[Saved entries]

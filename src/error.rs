//! Error type for SDK-delegated failures.
//!
//! This crate performs no validation, retry, or fallback of its own: a load
//! failure inside the SDK is wrapped with enough context to name the asset
//! and then propagated all the way out of the startup sequence.

use std::path::PathBuf;

use thiserror::Error;

use crate::sdk::ResourceKind;

#[derive(Debug, Error)]
pub enum SdkError {
    /// An asset file could not be loaded by the SDK.
    #[error("failed to load {kind} '{}': {message}", path.display())]
    Load {
        kind: ResourceKind,
        path: PathBuf,
        message: String,
    },
    /// A display surface operation failed.
    #[error("display error: {0}")]
    Display(String),
}

impl SdkError {
    /// Wrap an SDK load failure for the given asset.
    pub fn load(kind: ResourceKind, path: impl Into<PathBuf>, message: impl Into<String>) -> Self {
        SdkError::Load {
            kind,
            path: path.into(),
            message: message.into(),
        }
    }
}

Aim of the exercise – Word for word, copy out the records.

Response area –
filename src/error.rs
//! Error type for SDK-delegated failures.
//!
//! This crate performs no validation, retry, or fallback of its own: a load
//! failure inside the SDK is wrapped with enough context to name the asset
//! and then propagated all the way out of the startup sequence.

use std::path::PathBuf;

use thiserror::Error;

use crate::sdk::ResourceKind;

#[derive(Debug, Error)]
pub enum SdkError {
    /// An asset file could not be loaded by the SDK.
    #[error("failed to load {kind} '{}': {message}", path.display())]
    Load {
        kind: ResourceKind,
        path: PathBuf,
        message: String,
    },
    /// A display surface operation failed.
    #[error("display error: {0}")]
    Display(String),
}

impl SdkError {
    /// Wrap an SDK load failure for the given asset.
    pub fn load(kind: ResourceKind, path: impl Into<PathBuf>, message: impl Into<String>) -> Self {
        SdkError::Load {
            kind,
            path: path.into(),
            message: message.into(),
        }
    }
}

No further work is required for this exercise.